*Task directions*
Only one stretch of the records below is wanted: the lines from the one holding "must be followed" through the one holding "c if is_symbol_start(c, symbol_mode)". Return it exactly, both ends included.

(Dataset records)
=== Section Start ===

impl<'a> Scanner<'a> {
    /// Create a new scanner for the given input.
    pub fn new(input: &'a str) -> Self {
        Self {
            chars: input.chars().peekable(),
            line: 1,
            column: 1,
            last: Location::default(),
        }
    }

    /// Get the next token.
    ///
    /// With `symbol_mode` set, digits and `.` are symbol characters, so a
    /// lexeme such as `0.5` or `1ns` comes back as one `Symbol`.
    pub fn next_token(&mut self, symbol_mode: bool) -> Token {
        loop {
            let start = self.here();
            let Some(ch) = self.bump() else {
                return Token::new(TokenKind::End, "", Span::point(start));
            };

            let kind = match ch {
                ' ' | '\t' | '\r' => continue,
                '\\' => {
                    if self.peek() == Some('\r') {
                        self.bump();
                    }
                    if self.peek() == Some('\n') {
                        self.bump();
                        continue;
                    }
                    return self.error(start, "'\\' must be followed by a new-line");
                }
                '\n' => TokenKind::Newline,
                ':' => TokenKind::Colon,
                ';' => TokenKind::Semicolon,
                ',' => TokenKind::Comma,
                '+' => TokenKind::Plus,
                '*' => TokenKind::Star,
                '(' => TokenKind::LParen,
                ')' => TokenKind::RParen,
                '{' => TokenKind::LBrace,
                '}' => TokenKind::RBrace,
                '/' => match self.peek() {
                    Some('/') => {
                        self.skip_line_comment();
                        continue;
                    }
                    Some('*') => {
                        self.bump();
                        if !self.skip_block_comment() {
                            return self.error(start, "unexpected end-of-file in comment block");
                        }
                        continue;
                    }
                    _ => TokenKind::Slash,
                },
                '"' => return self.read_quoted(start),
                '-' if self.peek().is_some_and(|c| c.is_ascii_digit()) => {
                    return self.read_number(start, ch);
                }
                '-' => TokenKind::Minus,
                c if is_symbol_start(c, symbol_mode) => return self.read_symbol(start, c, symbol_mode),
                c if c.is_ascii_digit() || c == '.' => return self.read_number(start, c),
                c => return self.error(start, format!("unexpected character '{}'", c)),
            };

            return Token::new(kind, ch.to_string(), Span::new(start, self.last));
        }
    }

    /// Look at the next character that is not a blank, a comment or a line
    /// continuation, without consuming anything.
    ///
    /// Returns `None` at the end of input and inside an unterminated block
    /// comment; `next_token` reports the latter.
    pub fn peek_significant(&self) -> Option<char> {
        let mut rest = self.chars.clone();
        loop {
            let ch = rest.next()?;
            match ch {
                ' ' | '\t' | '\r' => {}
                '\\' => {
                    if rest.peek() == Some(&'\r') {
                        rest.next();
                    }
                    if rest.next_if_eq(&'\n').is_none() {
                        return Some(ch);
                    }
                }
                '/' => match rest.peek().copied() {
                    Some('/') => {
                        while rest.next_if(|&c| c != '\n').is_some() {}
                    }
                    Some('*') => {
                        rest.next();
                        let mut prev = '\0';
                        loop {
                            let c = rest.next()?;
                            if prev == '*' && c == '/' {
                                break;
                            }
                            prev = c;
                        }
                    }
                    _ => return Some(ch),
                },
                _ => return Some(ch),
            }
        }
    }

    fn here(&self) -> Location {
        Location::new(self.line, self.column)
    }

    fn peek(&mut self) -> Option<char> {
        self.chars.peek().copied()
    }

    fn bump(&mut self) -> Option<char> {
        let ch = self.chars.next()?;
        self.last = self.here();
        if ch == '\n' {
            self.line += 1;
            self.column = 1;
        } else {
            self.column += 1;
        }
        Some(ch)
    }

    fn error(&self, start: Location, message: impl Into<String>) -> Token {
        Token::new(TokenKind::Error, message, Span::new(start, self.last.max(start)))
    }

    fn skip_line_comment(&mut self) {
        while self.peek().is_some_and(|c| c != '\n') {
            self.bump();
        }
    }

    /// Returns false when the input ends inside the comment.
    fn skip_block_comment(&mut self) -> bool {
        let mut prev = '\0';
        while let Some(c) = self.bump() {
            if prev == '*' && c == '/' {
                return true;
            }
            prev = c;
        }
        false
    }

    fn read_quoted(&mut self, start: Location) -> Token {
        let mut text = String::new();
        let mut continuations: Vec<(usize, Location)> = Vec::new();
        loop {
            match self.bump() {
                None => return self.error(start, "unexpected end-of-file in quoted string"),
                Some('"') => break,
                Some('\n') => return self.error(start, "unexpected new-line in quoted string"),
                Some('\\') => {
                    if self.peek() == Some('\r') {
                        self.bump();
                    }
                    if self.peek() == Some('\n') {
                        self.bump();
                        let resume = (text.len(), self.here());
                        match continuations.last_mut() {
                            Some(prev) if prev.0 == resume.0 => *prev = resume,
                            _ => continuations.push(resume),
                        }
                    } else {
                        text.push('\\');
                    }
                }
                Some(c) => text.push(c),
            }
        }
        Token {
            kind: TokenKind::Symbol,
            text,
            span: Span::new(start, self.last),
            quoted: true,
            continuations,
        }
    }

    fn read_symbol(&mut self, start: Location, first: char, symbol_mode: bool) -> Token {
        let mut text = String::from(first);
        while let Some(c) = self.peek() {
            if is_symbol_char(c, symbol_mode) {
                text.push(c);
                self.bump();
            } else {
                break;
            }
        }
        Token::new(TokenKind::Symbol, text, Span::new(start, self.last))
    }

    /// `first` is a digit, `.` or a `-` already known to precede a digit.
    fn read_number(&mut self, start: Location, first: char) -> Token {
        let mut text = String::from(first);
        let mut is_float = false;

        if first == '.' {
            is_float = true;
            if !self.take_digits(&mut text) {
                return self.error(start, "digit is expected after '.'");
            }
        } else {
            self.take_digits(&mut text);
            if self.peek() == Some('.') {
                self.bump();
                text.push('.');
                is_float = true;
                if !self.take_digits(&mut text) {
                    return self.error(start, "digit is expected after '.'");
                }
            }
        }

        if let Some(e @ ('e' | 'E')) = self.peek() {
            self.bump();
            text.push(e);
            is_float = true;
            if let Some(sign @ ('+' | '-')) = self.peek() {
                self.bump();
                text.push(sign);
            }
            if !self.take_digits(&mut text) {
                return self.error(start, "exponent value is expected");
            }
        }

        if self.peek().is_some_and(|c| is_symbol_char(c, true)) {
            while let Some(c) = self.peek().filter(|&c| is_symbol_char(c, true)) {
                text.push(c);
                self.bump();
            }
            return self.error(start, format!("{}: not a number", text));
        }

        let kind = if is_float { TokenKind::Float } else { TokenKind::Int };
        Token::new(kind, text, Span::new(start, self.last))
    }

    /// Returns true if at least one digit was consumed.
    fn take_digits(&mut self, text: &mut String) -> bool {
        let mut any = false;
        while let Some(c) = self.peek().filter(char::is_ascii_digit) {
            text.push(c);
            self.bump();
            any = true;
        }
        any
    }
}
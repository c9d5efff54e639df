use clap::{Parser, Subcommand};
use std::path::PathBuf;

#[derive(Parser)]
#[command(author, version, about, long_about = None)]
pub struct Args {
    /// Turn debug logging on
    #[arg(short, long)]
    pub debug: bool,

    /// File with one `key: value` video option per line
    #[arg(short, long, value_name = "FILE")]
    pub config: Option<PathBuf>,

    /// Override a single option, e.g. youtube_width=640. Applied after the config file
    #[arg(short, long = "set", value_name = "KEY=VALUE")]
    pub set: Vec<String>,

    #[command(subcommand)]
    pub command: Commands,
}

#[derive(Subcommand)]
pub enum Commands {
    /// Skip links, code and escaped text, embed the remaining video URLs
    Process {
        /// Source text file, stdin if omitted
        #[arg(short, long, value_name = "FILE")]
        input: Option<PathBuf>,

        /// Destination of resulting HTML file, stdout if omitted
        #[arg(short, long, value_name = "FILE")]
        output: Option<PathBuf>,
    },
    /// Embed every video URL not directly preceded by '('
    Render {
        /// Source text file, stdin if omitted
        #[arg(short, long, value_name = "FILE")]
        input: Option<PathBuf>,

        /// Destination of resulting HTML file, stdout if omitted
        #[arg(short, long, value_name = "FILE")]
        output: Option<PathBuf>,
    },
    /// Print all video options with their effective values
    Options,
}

=== Section End ===

*Solution to this exercise*
                    return self.error(start, "'\\' must be followed by a new-line");
                }
                '\n' => TokenKind::Newline,
                ':' => TokenKind::Colon,
                ';' => TokenKind::Semicolon,
                ',' => TokenKind::Comma,
                '+' => TokenKind::Plus,
                '*' => TokenKind::Star,
                '(' => TokenKind::LParen,
                ')' => TokenKind::RParen,
                '{' => TokenKind::LBrace,
                '}' => TokenKind::RBrace,
                '/' => match self.peek() {
                    Some('/') => {
                        self.skip_line_comment();
                        continue;
                    }
                    Some('*') => {
                        self.bump();
                        if !self.skip_block_comment() {
                            return self.error(start, "unexpected end-of-file in comment block");
                        }
                        continue;
                    }
                    _ => TokenKind::Slash,
                },
                '"' => return self.read_quoted(start),
                '-' if self.peek().is_some_and(|c| c.is_ascii_digit()) => {
                    return self.read_number(start, ch);
                }
                '-' => TokenKind::Minus,
                c if is_symbol_start(c, symbol_mode) => return self.read_symbol(start, c, symbol_mode),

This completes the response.